<<<<

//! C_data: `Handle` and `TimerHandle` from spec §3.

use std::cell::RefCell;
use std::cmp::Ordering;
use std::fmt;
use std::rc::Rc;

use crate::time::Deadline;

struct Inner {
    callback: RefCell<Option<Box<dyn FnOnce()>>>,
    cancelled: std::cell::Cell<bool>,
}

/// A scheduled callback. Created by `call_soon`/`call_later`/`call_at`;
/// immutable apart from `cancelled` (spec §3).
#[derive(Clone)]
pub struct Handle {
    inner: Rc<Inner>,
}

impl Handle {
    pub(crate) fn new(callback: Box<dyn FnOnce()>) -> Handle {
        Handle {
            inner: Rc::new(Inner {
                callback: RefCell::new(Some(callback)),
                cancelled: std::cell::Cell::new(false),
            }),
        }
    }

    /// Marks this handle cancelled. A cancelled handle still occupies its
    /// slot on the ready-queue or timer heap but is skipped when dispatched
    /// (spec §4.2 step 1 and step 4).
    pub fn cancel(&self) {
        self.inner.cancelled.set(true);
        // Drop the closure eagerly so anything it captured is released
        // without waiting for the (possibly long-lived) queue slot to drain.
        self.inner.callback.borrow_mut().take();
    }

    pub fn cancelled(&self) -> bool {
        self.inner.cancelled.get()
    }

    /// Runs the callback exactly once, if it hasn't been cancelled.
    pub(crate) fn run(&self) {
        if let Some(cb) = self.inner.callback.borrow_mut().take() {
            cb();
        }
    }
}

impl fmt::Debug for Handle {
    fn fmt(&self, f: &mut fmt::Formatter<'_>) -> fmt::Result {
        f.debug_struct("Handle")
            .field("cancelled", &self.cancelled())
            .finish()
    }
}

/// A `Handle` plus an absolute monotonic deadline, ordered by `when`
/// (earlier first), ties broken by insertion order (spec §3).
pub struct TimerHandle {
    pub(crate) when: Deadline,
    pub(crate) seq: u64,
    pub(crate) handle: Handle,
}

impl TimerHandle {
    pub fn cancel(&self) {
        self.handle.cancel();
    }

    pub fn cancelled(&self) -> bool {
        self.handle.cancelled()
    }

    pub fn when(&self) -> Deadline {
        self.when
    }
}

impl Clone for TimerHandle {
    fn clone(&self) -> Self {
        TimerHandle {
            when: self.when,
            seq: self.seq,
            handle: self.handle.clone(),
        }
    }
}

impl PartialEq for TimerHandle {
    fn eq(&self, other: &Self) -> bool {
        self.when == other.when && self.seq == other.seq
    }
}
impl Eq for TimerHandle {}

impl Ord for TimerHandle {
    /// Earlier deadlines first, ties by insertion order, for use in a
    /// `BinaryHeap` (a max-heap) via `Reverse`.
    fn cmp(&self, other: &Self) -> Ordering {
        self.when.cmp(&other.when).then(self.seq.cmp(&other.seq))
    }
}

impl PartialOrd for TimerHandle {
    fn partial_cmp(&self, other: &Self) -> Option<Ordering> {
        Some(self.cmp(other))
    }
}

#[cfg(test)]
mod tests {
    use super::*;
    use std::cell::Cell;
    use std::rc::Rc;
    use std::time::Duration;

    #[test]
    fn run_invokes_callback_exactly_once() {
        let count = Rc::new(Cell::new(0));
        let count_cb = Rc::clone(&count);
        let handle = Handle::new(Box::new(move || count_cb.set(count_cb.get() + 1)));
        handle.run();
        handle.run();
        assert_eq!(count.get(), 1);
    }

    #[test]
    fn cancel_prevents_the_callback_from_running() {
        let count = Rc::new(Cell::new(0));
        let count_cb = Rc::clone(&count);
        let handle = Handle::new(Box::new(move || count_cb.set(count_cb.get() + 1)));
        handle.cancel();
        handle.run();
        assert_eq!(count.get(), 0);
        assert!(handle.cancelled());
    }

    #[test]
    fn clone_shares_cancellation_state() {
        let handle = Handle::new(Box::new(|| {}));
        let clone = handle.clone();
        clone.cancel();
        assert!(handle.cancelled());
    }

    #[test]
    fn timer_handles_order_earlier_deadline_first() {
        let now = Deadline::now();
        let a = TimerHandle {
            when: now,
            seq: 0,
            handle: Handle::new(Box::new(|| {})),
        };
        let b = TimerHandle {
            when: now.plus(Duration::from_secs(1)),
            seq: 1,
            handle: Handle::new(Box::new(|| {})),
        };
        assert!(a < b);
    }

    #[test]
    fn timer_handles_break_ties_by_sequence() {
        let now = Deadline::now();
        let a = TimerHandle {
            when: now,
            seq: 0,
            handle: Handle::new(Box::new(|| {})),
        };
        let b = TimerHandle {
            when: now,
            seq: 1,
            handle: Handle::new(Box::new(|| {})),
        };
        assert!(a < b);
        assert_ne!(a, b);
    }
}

>>>>

§ **YOUR INSTRUCTIONS**:
Go through the records above, find every line with the word "spec", and list those lines.

§ **RESPONSE BELOW**:
//! C_data: `Handle` and `TimerHandle` from spec §3.
/// immutable apart from `cancelled` (spec §3).
    /// (spec §4.2 step 1 and step 4).
/// (earlier first), ties broken by insertion order (spec §3).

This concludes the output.